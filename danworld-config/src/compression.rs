use serde::{Deserialize, Serialize};

use crate::ConfigError;

#[derive(Deserialize, Serialize, Debug, Clone)]
#[serde(default)]
/// Gzip wrapping of written region files
pub struct CompressionConfig {
    /// Whether region files are gzip compressed
    pub enabled: bool,
    /// A value between 0..9
    /// 1 = Optimize for the best speed of encoding.
    /// 9 = Optimize for the size of data being encoded.
    pub level: u32,
}

impl Default for CompressionConfig {
    fn default() -> Self {
        Self {
            enabled: true,
            level: 6,
        }
    }
}

impl CompressionConfig {
    pub fn validate(&self) -> Result<(), ConfigError> {
        if self.level > 9 {
            return Err(ConfigError::Invalid(format!(
                "compression level must be within 0..=9, is {}",
                self.level
            )));
        }
        Ok(())
    }
}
____________
→ **Exercise details**:
Produce a word-for-word copy of all the entries above.

→ **Expected output**:
filename danworld-config/src/compression.rs
use serde::{Deserialize, Serialize};

use crate::ConfigError;

#[derive(Deserialize, Serialize, Debug, Clone)]
#[serde(default)]
/// Gzip wrapping of written region files
pub struct CompressionConfig {
    /// Whether region files are gzip compressed
    pub enabled: bool,
    /// A value between 0..9
    /// 1 = Optimize for the best speed of encoding.
    /// 9 = Optimize for the size of data being encoded.
    pub level: u32,
}

impl Default for CompressionConfig {
    fn default() -> Self {
        Self {
            enabled: true,
            level: 6,
        }
    }
}

impl CompressionConfig {
    pub fn validate(&self) -> Result<(), ConfigError> {
        if self.level > 9 {
            return Err(ConfigError::Invalid(format!(
                "compression level must be within 0..=9, is {}",
                self.level
            )));
        }
        Ok(())
    }
}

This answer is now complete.